MR. SNOW: You'd better run that -- I think Karl has argued to others that that was taken out of context. And rather than --

Q Can you describe what kind of context in which that was --

MR. SNOW: Why don't you give Karl a call.

Q You mentioned the margin of the vote, 12-6. In the end, does it matter what the margin is, Tony?

MR. SNOW: The question is what the margin is; does it matter. I don't know. Again, members -- it's going to be interesting, because members of Congress have taken their own gamble here. They're gambling on failure -- some members, at least. The President has a plan for success. It's all aimed at success. And there's going to be a vote before long where they're going to have to vote about whether they are going to supply the funds and the flexibility necessary for success. And, remember, in the case of the Senate, the success as defined by the guy that they've just appointed as a top general and the CENTCOM commander, who was also approved, and the man who is now the Chairman -- the Army Chief of Staff, who also approves of the plan, there are a whole series of folks who they, in fact, approve for their new offices who believe that this is vital.

And so, ultimately, members -- this is "a non-binding resolution." But what we're afraid of is that this is, in fact, going to serve as a precursor for cutting off our troops.

Q What do you mean, "gambling on failure"?

MR. SNOW: I mean because all of a sudden, it's -- suppose suddenly that you start to see signs of success. Then are these members going to come out and say, you know what, we were wrong -- they're going to have another resolution?

Q Has the President listened to any of the debate? What does he think?

MR. SNOW: I don't think so. He's had a very busy schedule. I'm not sure that -- the President doesn't have to park in front of C-SPAN and watch the debate all day. He knows what the views are. And in point of fact, we had an interesting conversation with members of the Black Caucus yesterday. We've had discussions this week with the bipartisan leadership, the bicameral leadership.

The President gets plenty of opportunities to hear the views and also solicit the views of members of both Houses. He was at the Democratic retreat, so I don't think there are a whole lot of surprises in terms of the nature of the debate. And, again, he continues to consult with both parties.

John.

Q Can you go any further on being a junior constitutional lawyer and say where you draw the line?

MR. SNOW: No, because, again, you're asking me to draw the line on legislation that does not yet exist.

Q But it's a pretty simple line to envision in principle. You can --

MR. SNOW: I know, but I'm not going to -- I'll deal with things that appear in reality.

Q Tony, Afghanistan is again in the news, and the Afghans are happy with the President's efforts -- he liberated them.
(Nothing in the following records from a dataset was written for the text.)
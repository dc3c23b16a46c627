//! Join synchronization: branch tracking, firing decisions, input merging.

use std::collections::HashMap;

use cascade_core::{ExecutionId, NodeId};
use cascade_workflow::{JoinStrategy, MergeStrategy};
use chrono::{DateTime, Utc};
use parking_lot::RwLock;
use serde_json::{Map, Value};

/// Tracks incoming-branch completion for every join node across executions.
///
/// Keys are `(execution, join node)` so concurrent executions never share
/// state. Firing is exactly-once: [`try_fire`](Self::try_fire) flips an
/// internal flag under the write lock.
#[derive(Debug, Default)]
pub struct JoinEvaluator {
    joins: RwLock<HashMap<(ExecutionId, NodeId), JoinState>>,
}

#[derive(Debug)]
struct JoinState {
    strategy: JoinStrategy,
    min_required: usize,
    merge: MergeStrategy,
    /// Branches still able to complete. Shrinks as branches fail or skip.
    active: Vec<NodeId>,
    /// Completed branch outputs in completion order.
    completed: Vec<(NodeId, Map<String, Value>)>,
    fired: bool,
    first_completion: Option<DateTime<Utc>>,
    last_completion: Option<DateTime<Utc>>,
}

impl JoinState {
    fn satisfied(&self) -> bool {
        match self.strategy {
            JoinStrategy::WaitAll => {
                !self.active.is_empty() && self.completed.len() == self.active.len()
            }
            JoinStrategy::WaitAny | JoinStrategy::WaitFirst => !self.completed.is_empty(),
            JoinStrategy::WaitN => self.completed.len() >= self.min_required,
        }
    }
}

impl JoinEvaluator {
    /// Create an empty evaluator.
    #[must_use]
    pub fn new() -> Self {
        Self::default()
    }

    /// Register a join node with its incoming branches and strategy.
    pub fn register(
        &self,
        execution_id: ExecutionId,
        join: NodeId,
        incoming: Vec<NodeId>,
        strategy: JoinStrategy,
        min_required: usize,
        merge: MergeStrategy,
    ) {
        self.joins.write().insert(
            (execution_id, join),
            JoinState {
                strategy,
                min_required,
                merge,
                active: incoming,
                completed: Vec::new(),
                fired: false,
                first_completion: None,
                last_completion: None,
            },
        );
    }

    /// Returns `true` if the join is registered for this execution.
    #[must_use]
    pub fn is_registered(&self, execution_id: ExecutionId, join: NodeId) -> bool {
        self.joins.read().contains_key(&(execution_id, join))
    }

    /// Record a branch completion. Duplicate completions are ignored.
    pub fn mark_branch_completed(
        &self,
        execution_id: ExecutionId,
        join: NodeId,
        branch: NodeId,
        output: Map<String, Value>,
    ) {
        let mut joins = self.joins.write();
        let Some(state) = joins.get_mut(&(execution_id, join)) else {
            return;
        };
        if !state.active.contains(&branch)
            || state.completed.iter().any(|(id, _)| *id == branch)
        {
            return;
        }
        let now = Utc::now();
        state.first_completion.get_or_insert(now);
        state.last_completion = Some(now);
        state.completed.push((branch, output));
    }

    /// Record that a branch can no longer complete (failed or skipped).
    pub fn mark_branch_inactive(&self, execution_id: ExecutionId, join: NodeId, branch: NodeId) {
        let mut joins = self.joins.write();
        if let Some(state) = joins.get_mut(&(execution_id, join)) {
            if !state.completed.iter().any(|(id, _)| *id == branch) {
                state.active.retain(|&id| id != branch);
            }
        }
    }

    /// Returns `true` once the recorded completions satisfy the strategy and
    /// the join has not fired yet.
    #[must_use]
    pub fn should_trigger(&self, execution_id: ExecutionId, join: NodeId) -> bool {
        self.joins
            .read()
            .get(&(execution_id, join))
            .is_some_and(|state| !state.fired && state.satisfied())
    }

    /// Atomically claim the (single) firing of a join. Returns `true` for
    /// exactly one caller.
    pub fn try_fire(&self, execution_id: ExecutionId, join: NodeId) -> bool {
        let mut joins = self.joins.write();
        let Some(state) = joins.get_mut(&(execution_id, join)) else {
            return false;
        };
        if state.fired || !state.satisfied() {
            return false;
        }
        state.fired = true;
        true
    }

    /// Merge the completed branch outputs into the join node's input map.
    ///
    /// Always carries `_join_branch_count`, `_join_strategy`,
    /// `_join_first_completion`, and `_join_last_completion`; `collect_all`
    /// additionally provides the raw outputs as `_join_branches`.
    #[must_use]
    pub fn join_input(&self, execution_id: ExecutionId, join: NodeId) -> Map<String, Value> {
        let joins = self.joins.read();
        let Some(state) = joins.get(&(execution_id, join)) else {
            return Map::new();
        };

        let mut input = Map::new();
        match state.merge {
            MergeStrategy::LastWins => {
                for (_, output) in &state.completed {
                    for (key, value) in output {
                        input.insert(key.clone(), value.clone());
                    }
                }
            }
            MergeStrategy::FirstOnly => {
                if let Some((_, output)) = state.completed.first() {
                    for (key, value) in output {
                        input.insert(key.clone(), value.clone());
                    }
                }
            }
            MergeStrategy::CollectAll => {
                input.insert(
                    "_join_branches".into(),
                    Value::Array(
                        state
                            .completed
                            .iter()
                            .map(|(_, output)| Value::Object(output.clone()))
                            .collect(),
                    ),
                );
            }
        }

        input.insert(
            "_join_branch_count".into(),
            Value::from(state.completed.len() as u64),
        );
        input.insert(
            "_join_strategy".into(),
            Value::String(state.strategy.as_tag().to_string()),
        );
        if let Some(first) = state.first_completion {
            input.insert(
                "_join_first_completion".into(),
                Value::String(first.to_rfc3339()),
            );
        }
        if let Some(last) = state.last_completion {
            input.insert(
                "_join_last_completion".into(),
                Value::String(last.to_rfc3339()),
            );
        }
        input
    }

    /// Drop all join state belonging to one execution.
    pub fn clear_execution(&self, execution_id: ExecutionId) {
        self.joins
            .write()
            .retain(|(execution, _), _| *execution != execution_id);
    }
}

#[cfg(test)]
mod tests {
    use super::*;
    use pretty_assertions::assert_eq;
    use serde_json::json;

    fn obj(pairs: &[(&str, Value)]) -> Map<String, Value> {
        pairs
            .iter()
            .map(|(k, v)| ((*k).to_string(), v.clone()))
            .collect()
    }

    struct Setup {
        joins: JoinEvaluator,
        execution: ExecutionId,
        join: NodeId,
        branches: [NodeId; 3],
    }

    fn setup(strategy: JoinStrategy, min_required: usize, merge: MergeStrategy) -> Setup {
        let joins = JoinEvaluator::new();
        let execution = ExecutionId::v4();
        let join = NodeId::v4();
        let branches = [NodeId::v4(), NodeId::v4(), NodeId::v4()];
        joins.register(
            execution,
            join,
            branches.to_vec(),
            strategy,
            min_required,
            merge,
        );
        Setup {
            joins,
            execution,
            join,
            branches,
        }
    }

    #[test]
    fn wait_all_fires_only_after_every_branch() {
        let s = setup(JoinStrategy::WaitAll, 1, MergeStrategy::LastWins);
        for (i, &branch) in s.branches.iter().enumerate() {
            assert!(!s.joins.should_trigger(s.execution, s.join), "fired after {i} branches");
            s.joins
                .mark_branch_completed(s.execution, s.join, branch, Map::new());
        }
        assert!(s.joins.should_trigger(s.execution, s.join));
    }

    #[test]
    fn wait_any_fires_on_first_completion() {
        let s = setup(JoinStrategy::WaitAny, 1, MergeStrategy::LastWins);
        assert!(!s.joins.should_trigger(s.execution, s.join));
        s.joins
            .mark_branch_completed(s.execution, s.join, s.branches[0], Map::new());
        assert!(s.joins.should_trigger(s.execution, s.join));
    }

    #[test]
    fn wait_n_fires_on_nth_completion() {
        let s = setup(JoinStrategy::WaitN, 2, MergeStrategy::LastWins);
        s.joins
            .mark_branch_completed(s.execution, s.join, s.branches[0], Map::new());
        assert!(!s.joins.should_trigger(s.execution, s.join));
        s.joins
            .mark_branch_completed(s.execution, s.join, s.branches[1], Map::new());
        assert!(s.joins.should_trigger(s.execution, s.join));
    }

    #[test]
    fn firing_is_exactly_once() {
        let s = setup(JoinStrategy::WaitAny, 1, MergeStrategy::LastWins);
        s.joins
            .mark_branch_completed(s.execution, s.join, s.branches[0], Map::new());

        assert!(s.joins.try_fire(s.execution, s.join));
        assert!(!s.joins.try_fire(s.execution, s.join));
        assert!(!s.joins.should_trigger(s.execution, s.join));
        // A later completion never re-triggers.
        s.joins
            .mark_branch_completed(s.execution, s.join, s.branches[1], Map::new());
        assert!(!s.joins.try_fire(s.execution, s.join));
    }

    #[test]
    fn inactive_branches_shrink_wait_all() {
        let s = setup(JoinStrategy::WaitAll, 1, MergeStrategy::LastWins);
        s.joins
            .mark_branch_inactive(s.execution, s.join, s.branches[2]);
        s.joins
            .mark_branch_completed(s.execution, s.join, s.branches[0], Map::new());
        s.joins
            .mark_branch_completed(s.execution, s.join, s.branches[1], Map::new());
        assert!(s.joins.should_trigger(s.execution, s.join));
    }

    #[test]
    fn last_wins_merges_in_completion_order() {
        let s = setup(JoinStrategy::WaitAll, 1, MergeStrategy::LastWins);
        s.joins.mark_branch_completed(
            s.execution,
            s.join,
            s.branches[0],
            obj(&[("k", json!("first")), ("a", json!(1))]),
        );
        s.joins.mark_branch_completed(
            s.execution,
            s.join,
            s.branches[1],
            obj(&[("k", json!("second"))]),
        );
        s.joins
            .mark_branch_completed(s.execution, s.join, s.branches[2], Map::new());

        let input = s.joins.join_input(s.execution, s.join);
        assert_eq!(input["k"], json!("second"));
        assert_eq!(input["a"], json!(1));
        assert_eq!(input["_join_branch_count"], json!(3));
        assert_eq!(input["_join_strategy"], json!("WAIT_ALL"));
        assert!(input.contains_key("_join_first_completion"));
        assert!(input.contains_key("_join_last_completion"));
    }

    #[test]
    fn first_only_keeps_first_branch() {
        let s = setup(JoinStrategy::WaitAny, 1, MergeStrategy::FirstOnly);
        s.joins.mark_branch_completed(
            s.execution,
            s.join,
            s.branches[1],
            obj(&[("k", json!("winner"))]),
        );
        s.joins.mark_branch_completed(
            s.execution,
            s.join,
            s.branches[0],
            obj(&[("k", json!("late"))]),
        );
        let input = s.joins.join_input(s.execution, s.join);
        assert_eq!(input["k"], json!("winner"));
    }

    #[test]
    fn collect_all_provides_branch_list() {
        let s = setup(JoinStrategy::WaitAll, 1, MergeStrategy::CollectAll);
        for (i, &branch) in s.branches.iter().enumerate() {
            s.joins.mark_branch_completed(
                s.execution,
                s.join,
                branch,
                obj(&[("i", json!(i))]),
            );
        }
        let input = s.joins.join_input(s.execution, s.join);
        let branches = input["_join_branches"].as_array().unwrap();
        assert_eq!(branches.len(), 3);
        assert_eq!(branches[0]["i"], json!(0));
        // Raw keys are not merged top-level under collect_all.
        assert!(!input.contains_key("i"));
    }

    #[test]
    fn duplicate_completions_are_ignored() {
        let s = setup(JoinStrategy::WaitN, 2, MergeStrategy::LastWins);
        s.joins
            .mark_branch_completed(s.execution, s.join, s.branches[0], Map::new());
        s.joins
            .mark_branch_completed(s.execution, s.join, s.branches[0], Map::new());
        assert!(!s.joins.should_trigger(s.execution, s.join));
    }

    #[test]
    fn executions_are_isolated() {
        let s = setup(JoinStrategy::WaitAny, 1, MergeStrategy::LastWins);
        let other_execution = ExecutionId::v4();
        s.joins.register(
            other_execution,
            s.join,
            s.branches.to_vec(),
            JoinStrategy::WaitAny,
            1,
            MergeStrategy::LastWins,
        );
        s.joins
            .mark_branch_completed(s.execution, s.join, s.branches[0], Map::new());

        assert!(s.joins.should_trigger(s.execution, s.join));
        assert!(!s.joins.should_trigger(other_execution, s.join));

        s.joins.clear_execution(s.execution);
        assert!(!s.joins.is_registered(s.execution, s.join));
        assert!(s.joins.is_registered(other_execution, s.join));
    }
}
But they're not happy with their President Karzai because Taliban and al Qaeda are trying to bring his government down. And --

MR. SNOW: They ought to be mad at al Qaeda and the Taliban, is who they ought to be mad at.

Q (Inaudible) in the area long ago, and he has this very vast experience of the region. And he was recently in Afghanistan and also in Pakistan. And I understand according to the news report that he also -- you know, Musharraf to do more on the efforts. But my question is that was he carrying, really, any special message from the President in the region?

MR. SNOW: Goyal, I will say it for not the first or the last time: When you have communications between the President or his designees in confidential meetings with foreign leaders, we let those remain confidential.

Q Second question is on immigration. Small businesses are under pressure, and they have no workers because legal workers are not available to do those jobs, like in restaurant and odd jobs. And they cannot hire the illegals. How far do you think President will push this new immigration law in the Congress?

MR. SNOW: Well, actually, your question -- and for those who didn't hear it, it was that some small businesses are complaining now that they don't have workers because they're not getting illegal labor. That indicates a couple of things: number one, that the border security plan is, in fact, working, that we have greater border security. And we certainly have indications out of the Department of Homeland Security that that's true. Number two, interior enforcement -- in other words, saying to employers, if you're knowingly hiring illegals, we're coming after you. That is working. It now means that -- so we've demonstrated not only the possibility of good, sound border security, but also the importance of having a temporary worker program, because there are jobs, as you can tell, that are not being filled by Americans, and so you do need to move forward as a next step, once you develop these things, toward a temporary worker program.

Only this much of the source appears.